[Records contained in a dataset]
--

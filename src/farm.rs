//! Faster (but not DoS-resistant) hashmaps
use hash_hasher::HashBuildHasher;
use std::collections::HashMap;
use std::hash::{BuildHasherDefault, Hash, Hasher};

/// Act like a streaming farmhash
///
/// Farmhash isn't a streaming hash, so every write is folded into the running value by using it
/// as the seed for the next chunk. `str` hashes as its bytes followed by a marker byte, so only
/// hashing the last write would send every string to the same bucket.
pub struct FarmHashLie(u64);

impl Default for FarmHashLie {
    #[inline]
    fn default() -> FarmHashLie {
        FarmHashLie(0)
    }
}

impl Hasher for FarmHashLie {
    #[inline]
    fn finish(&self) -> u64 {
        self.0
    }
    #[inline]
    fn write(&mut self, bytes: &[u8]) {
        self.0 = farmhash::hash64_with_seed(bytes, self.0);
    }
}

pub type Farm = BuildHasherDefault<FarmHashLie>;
pub type FarmMap<X, Y> = HashMap<X, Y, Farm>;

pub fn new_farm<X: Hash + Eq, Y>() -> FarmMap<X, Y> {
    Default::default()
}

/// For keys that are already well spread integers, like packed cell coordinates
pub type PlainMap<X, Y> = HashMap<X, Y, HashBuildHasher>;

pub fn new_plain<X: Hash + Eq, Y>() -> PlainMap<X, Y> {
    Default::default()
}

/// Pack a (row, column) pair of interned ids into one key
#[inline]
pub fn cell(row: u32, col: u32) -> u64 {
    (u64::from(row) << 32) | u64::from(col)
}

/// Inverse of `cell`
#[inline]
pub fn uncell(key: u64) -> (u32, u32) {
    ((key >> 32) as u32, key as u32)
}
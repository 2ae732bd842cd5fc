//! Find windowed type/collocate cooccurrences
//!
//! Saves the matrix and both vocabularies next to each other as `<output>.wcmx`,
//! `<output>.targets` and `<output>.contexts`, and optionally a numpy copy of the matrix.

// argument parsing
use clap::Parser;
// logging
#[macro_use]
extern crate log;
// lastly, this library
use collocate::cli::{filter_from, CorpusArgs};
use collocate::errors::*;
use collocate::{numpy, CorpusHandler};
use std::path::{Path, PathBuf};

#[derive(Parser)]
#[command(version, about = "Find windowed type/collocate cooccurrences")]
struct Cli {
    #[command(flatten)]
    corpus: CorpusArgs,

    /// Only count these types (one per line), instead of all of them
    #[arg(long)]
    targets: Option<PathBuf>,

    /// Only count these collocates (one per line), instead of all of them
    #[arg(long)]
    contexts: Option<PathBuf>,

    /// Also export the matrix as <output>.npy with .rows and .cols label files
    #[arg(long)]
    numpy: bool,

    /// Prefix of the output files
    output: PathBuf,
}

fn with_extension(prefix: &Path, extension: &str) -> PathBuf {
    let mut name = prefix.as_os_str().to_owned();
    name.push(".");
    name.push(extension);
    PathBuf::from(name)
}

pub fn main() {
    // Main can't return a Result, and the ? operator needs the enclosing function to return Result
    inner_main().expect("Could not recover. Exiting.");
}
pub fn inner_main() -> Result<()> {
    env_logger::init();
    let args = Cli::parse();
    let handler = CorpusHandler::new(args.corpus.settings()?)?;
    let files = handler.files(args.corpus.fnames())?;
    let targets = filter_from(args.targets.as_deref())?;
    let contexts = filter_from(args.contexts.as_deref())?;

    let outcome = handler.build_col_freq(&files, targets, contexts)?;
    if !outcome.is_complete() {
        error!("Saving anyway, but worker(s) {:?} are missing from the counts", outcome.failed_workers);
    }
    let cooc = outcome.result;
    cooc.matrix.save(with_extension(&args.output, "wcmx"))?;
    cooc.targets.save(with_extension(&args.output, "targets"))?;
    cooc.contexts.save(with_extension(&args.output, "contexts"))?;
    if args.numpy {
        numpy::export(&cooc.matrix, &args.output)?;
    }
    info!(
        "Cooccurrences of {} targets with {} contexts saved to {}.*",
        cooc.targets.len(),
        cooc.contexts.len(),
        args.output.display()
    );
    Ok(())
}
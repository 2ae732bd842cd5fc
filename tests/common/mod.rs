//! Shared corpus fixtures

#![allow(dead_code)]

use collocate::{CorpusHandler, Settings};
use std::fs;
use std::path::{Path, PathBuf};

/// Settings for corpora with one `word/POS` token per line
pub fn settings(root: &Path, workers: usize, left_span: usize, right_span: usize) -> Settings {
    Settings {
        corpus_path: root.join("corpus"),
        output_path: root.join("out"),
        left_span,
        right_span,
        line_machine: r"^(\w+)/(\w+)$".to_string(),
        line_format: "word,pos".to_string(),
        type_format: "word/pos".to_string(),
        colloc_format: "word/pos".to_string(),
        token_format: "word/pos/fid/lid".to_string(),
        workers,
        ..Settings::default()
    }
}

pub fn handler(root: &Path, workers: usize, left_span: usize, right_span: usize) -> CorpusHandler {
    CorpusHandler::new(settings(root, workers, left_span, right_span)).unwrap()
}

/// Write one file per document under `root/corpus`, returning their paths in order
pub fn write_corpus(root: &Path, docs: &[String]) -> Vec<PathBuf> {
    let dir = root.join("corpus");
    fs::create_dir_all(&dir).unwrap();
    docs.iter()
        .enumerate()
        .map(|(i, doc)| {
            let path = dir.join(format!("doc{:03}.txt", i));
            fs::write(&path, doc).unwrap();
            path
        })
        .collect()
}

/// Write each document into its own subdirectory of `root/corpus`, reusing a few file names
///
/// Files in different directories then share a file id, and so do their token labels.
pub fn write_nested_corpus(root: &Path, docs: &[String]) -> Vec<PathBuf> {
    docs.iter()
        .enumerate()
        .map(|(i, doc)| {
            let dir = root.join("corpus").join(format!("part{:02}", i));
            fs::create_dir_all(&dir).unwrap();
            let path = dir.join(format!("doc{}.txt", i % 2));
            fs::write(&path, doc).unwrap();
            path
        })
        .collect()
}

/// Segments of tokens as corpus text, with a boundary line after each segment
pub fn segments_text(segments: &[Vec<String>]) -> String {
    let mut text = String::new();
    for segment in segments {
        for token in segment {
            text.push_str(token);
            text.push('\n');
        }
        text.push_str("</s>\n");
    }
    text
}
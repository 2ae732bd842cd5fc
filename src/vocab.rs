//! Frequency lists that double as filters
//!
//! A vocabulary is either still growing (every item it is shown gets counted and accepted) or
//! fixed (it only answers membership and never changes). Which one is decided once, when a build
//! starts, and a vocabulary handed in by the caller is always fixed, even if it is empty.
use crate::errors::*;
use crate::farm::{new_farm, FarmMap};
use crate::persist;
use serde::{Deserialize, Serialize};
use std::fs::File;
use std::io::{BufRead, BufReader, BufWriter, Write};
use std::path::Path;

pub type Counts = FarmMap<String, u64>;

#[derive(Clone, Debug, PartialEq, Serialize, Deserialize)]
pub enum Vocab {
    /// Counts everything it considers
    Growable(Counts),
    /// Allow-list; considering an item never mutates it
    Fixed(Counts),
}

impl Default for Vocab {
    fn default() -> Self {
        Vocab::growable()
    }
}

impl Vocab {
    pub fn growable() -> Self {
        Vocab::Growable(new_farm())
    }

    /// A filter over `items`, each with a count of zero
    pub fn fixed<I, S>(items: I) -> Self
    where
        I: IntoIterator<Item = S>,
        S: Into<String>,
    {
        Vocab::Fixed(items.into_iter().map(|s| (s.into(), 0)).collect())
    }

    pub fn from_counts<I, S>(counts: I, filter_present: bool) -> Self
    where
        I: IntoIterator<Item = (S, u64)>,
        S: Into<String>,
    {
        let counts = counts.into_iter().map(|(s, c)| (s.into(), c)).collect();
        if filter_present {
            Vocab::Fixed(counts)
        } else {
            Vocab::Growable(counts)
        }
    }

    /// Read a newline separated list of items as a filter
    pub fn read_list<P: AsRef<Path>>(path: P) -> Result<Self> {
        let mut items = vec![];
        for line in BufReader::new(File::open(path)?).lines() {
            let line = line?;
            let item = line.trim();
            if !item.is_empty() {
                items.push(item.to_string());
            }
        }
        Ok(Vocab::fixed(items))
    }

    fn counts(&self) -> &Counts {
        match *self {
            Vocab::Growable(ref c) | Vocab::Fixed(ref c) => c,
        }
    }

    pub fn filter_present(&self) -> bool {
        matches!(*self, Vocab::Fixed(_))
    }

    pub fn contains(&self, item: &str) -> bool {
        self.counts().contains_key(item)
    }

    /// Show an item to the vocabulary, returning whether it is accepted
    ///
    /// A growable vocabulary counts the item and always accepts it. A fixed one only tests
    /// membership.
    pub fn consider(&mut self, item: &str) -> bool {
        match *self {
            Vocab::Growable(ref mut c) => {
                match c.get_mut(item) {
                    Some(n) => *n += 1,
                    None => {
                        c.insert(item.to_owned(), 1);
                    }
                }
                true
            }
            Vocab::Fixed(ref c) => c.contains_key(item),
        }
    }

    /// Stop growing; later `consider` calls only filter
    pub fn into_fixed(self) -> Self {
        match self {
            Vocab::Growable(c) => Vocab::Fixed(c),
            fixed => fixed,
        }
    }

    pub fn count(&self, item: &str) -> u64 {
        self.counts().get(item).cloned().unwrap_or(0)
    }

    pub fn len(&self) -> usize {
        self.counts().len()
    }

    pub fn is_empty(&self) -> bool {
        self.counts().is_empty()
    }

    pub fn total(&self) -> u64 {
        self.counts().values().sum()
    }

    pub fn iter(&self) -> impl Iterator<Item = (&str, u64)> + '_ {
        self.counts().iter().map(|(k, &v)| (k.as_str(), v))
    }

    /// All items in ascending order
    pub fn snapshot_items(&self) -> Vec<String> {
        let mut items: Vec<String> = self.counts().keys().cloned().collect();
        items.sort();
        items
    }

    /// Key-wise sum; the result filters if either side did
    pub fn merge(&self, other: &Vocab) -> Vocab {
        let mut counts = self.counts().clone();
        for (k, &v) in other.counts() {
            *counts.entry(k.clone()).or_insert(0) += v;
        }
        if self.filter_present() || other.filter_present() {
            Vocab::Fixed(counts)
        } else {
            Vocab::Growable(counts)
        }
    }

    pub fn merge_all(vocabs: Vec<Vocab>) -> Vocab {
        let mut iter = vocabs.into_iter();
        let first = match iter.next() {
            Some(v) => v,
            None => return Vocab::growable(),
        };
        iter.fold(first, |acc, v| acc.merge(&v))
    }

    /// Content equality, whatever the order the entries were stored in
    pub fn equal(&self, other: &Vocab) -> bool {
        self == other
    }

    /// Only the items seen at least `min` times, as a filter
    pub fn min_freq(&self, min: u64) -> Vocab {
        Vocab::Fixed(
            self.counts()
                .iter()
                .filter(|&(_, &v)| v >= min)
                .map(|(k, &v)| (k.clone(), v))
                .collect(),
        )
    }

    pub fn save<P: AsRef<Path>>(&self, path: P) -> Result<()> {
        persist::save(self, path)
    }

    pub fn load<P: AsRef<Path>>(path: P) -> Result<Vocab> {
        persist::load(path)
    }

    /// Write `item<TAB>count` lines, most frequent first
    pub fn write_tsv<P: AsRef<Path>>(&self, path: P) -> Result<()> {
        let mut entries: Vec<(&str, u64)> = self.iter().collect();
        entries.sort_by(|a, b| b.1.cmp(&a.1).then(a.0.cmp(b.0)));
        let mut writer = BufWriter::new(File::create(path)?);
        for (item, count) in entries {
            writeln!(writer, "{}\t{}", item, count)?;
        }
        writer.flush()?;
        Ok(())
    }
}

--

Exercise brief → Copy each line of the records that has "wcmx" in it.

Response below →
//! Saves the matrix and both vocabularies next to each other as `<output>.wcmx`,
    cooc.matrix.save(with_extension(&args.output, "wcmx"))?;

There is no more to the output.